_PROBLEM DETAILS_:
The records appear below. Report how many of their lines contain the word "Failed", giving the number alone.

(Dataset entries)
+---+
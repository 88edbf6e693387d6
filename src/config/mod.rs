//
//  bitbucket-client
//  config/mod.rs
//
//  Created by Ngonidzashe Mangudya on 2026/01/12.
//  Copyright (c) 2025 IAMNGONI. All rights reserved.
//

//! # Configuration Module
//!
//! Client configuration for the Bitbucket Cloud API: the API root, the page
//! length used for paginated collection endpoints, and the OAuth token
//! endpoint.
//!
//! ## Sources
//!
//! Configuration is resolved from, in order of precedence:
//!
//! - Explicit builder calls on [`Client`](crate::Client) (`with_base_url`, `with_page_length`)
//! - The `BITBUCKET_API_BASE_URL` environment variable
//! - A TOML file (see [`ClientConfig::load`])
//! - Built-in defaults
//!
//! ## Example Configuration File
//!
//! ```toml
//! base_url = "https://api.bitbucket.org/2.0"
//! page_length = 50
//! ```
//!
//! ## Usage
//!
//! ```rust,no_run
//! use bitbucket_client::config::ClientConfig;
//!
//! let config = ClientConfig::load_default()?;
//! println!("API root: {}", config.base_url);
//! # Ok::<(), anyhow::Error>(())
//! ```

use std::path::{Path, PathBuf};

use anyhow::{Context, Result};
use directories::ProjectDirs;
use serde::{Deserialize, Serialize};

/// Environment variable overriding the API root.
pub const BASE_URL_ENV: &str = "BITBUCKET_API_BASE_URL";

/// The public Bitbucket Cloud API root.
pub const DEFAULT_BASE_URL: &str = "https://api.bitbucket.org/2.0";

/// OAuth 2.0 token endpoint used for client-credentials and refresh grants.
pub const DEFAULT_TOKEN_URL: &str = "https://bitbucket.org/site/oauth2/access_token";

/// Page length the API uses when none is requested.
///
/// A `pagelen` query parameter is only sent when the configured page length
/// differs from this value.
pub const DEFAULT_PAGE_LENGTH: u64 = 10;

/// Client configuration.
///
/// Immutable once handed to a [`Client`](crate::Client); build a new client
/// for a different configuration.
#[derive(Debug, Clone, PartialEq, Serialize, Deserialize)]
pub struct ClientConfig {
    /// API root all endpoint paths are appended to, without a trailing slash.
    #[serde(default = "default_base_url")]
    pub base_url: String,

    /// Items per page for collection endpoints under `/repositories/`.
    #[serde(default = "default_page_length")]
    pub page_length: u64,

    /// OAuth 2.0 token endpoint.
    #[serde(default = "default_token_url")]
    pub token_url: String,

    /// User-Agent header sent with every request.
    #[serde(default = "default_user_agent")]
    pub user_agent: String,
}

fn default_base_url() -> String {
    DEFAULT_BASE_URL.to_string()
}

fn default_page_length() -> u64 {
    DEFAULT_PAGE_LENGTH
}

fn default_token_url() -> String {
    DEFAULT_TOKEN_URL.to_string()
}

fn default_user_agent() -> String {
    format!("{}/{}", crate::APP_NAME, crate::VERSION)
}

impl Default for ClientConfig {
    fn default() -> Self {
        Self {
            base_url: default_base_url(),
            page_length: default_page_length(),
            token_url: default_token_url(),
            user_agent: default_user_agent(),
        }
    }
}

impl ClientConfig {
    /// Defaults, with the API root taken from `BITBUCKET_API_BASE_URL` when set.
    pub fn from_env() -> Self {
        let mut config = Self::default();
        config.apply_env();
        config
    }

    /// Loads configuration from a TOML file, then applies the environment override.
    ///
    /// Missing keys fall back to their defaults.
    pub fn load(path: &Path) -> Result<Self> {
        let content = std::fs::read_to_string(path)
            .with_context(|| format!("Failed to read config file {}", path.display()))?;
        let mut config = Self::parse(&content)
            .with_context(|| format!("Failed to parse config file {}", path.display()))?;
        config.apply_env();
        Ok(config)
    }

    /// Loads the platform config file if it exists, otherwise [`ClientConfig::from_env`].
    pub fn load_default() -> Result<Self> {
        let path = Self::config_path()?;
        if path.exists() {
            Self::load(&path)
        } else {
            Ok(Self::from_env())
        }
    }

    /// Location of the platform config file.
    ///
    /// - Linux: `~/.config/bitbucket-client/config.toml`
    /// - macOS: `~/Library/Application Support/bitbucket-client/config.toml`
    /// - Windows: `%APPDATA%\bitbucket-client\config.toml`
    pub fn config_path() -> Result<PathBuf> {
        let dirs = ProjectDirs::from("", "", crate::APP_NAME)
            .ok_or_else(|| anyhow::anyhow!("Could not determine config directory"))?;
        Ok(dirs.config_dir().join("config.toml"))
    }

    /// Parses a TOML document into a configuration.
    pub fn parse(content: &str) -> Result<Self> {
        let mut config: Self = toml::from_str(content)?;
        config.base_url = normalize_base_url(&config.base_url);
        Ok(config)
    }

    fn apply_env(&mut self) {
        if let Ok(url) = std::env::var(BASE_URL_ENV) {
            if !url.trim().is_empty() {
                self.base_url = normalize_base_url(&url);
            }
        }
    }
}

/// Strips surrounding whitespace and trailing slashes so templates can start with `/`.
pub fn normalize_base_url(url: &str) -> String {
    url.trim().trim_end_matches('/').to_string()
}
+---+
_COMPLETED EXERCISE_:
2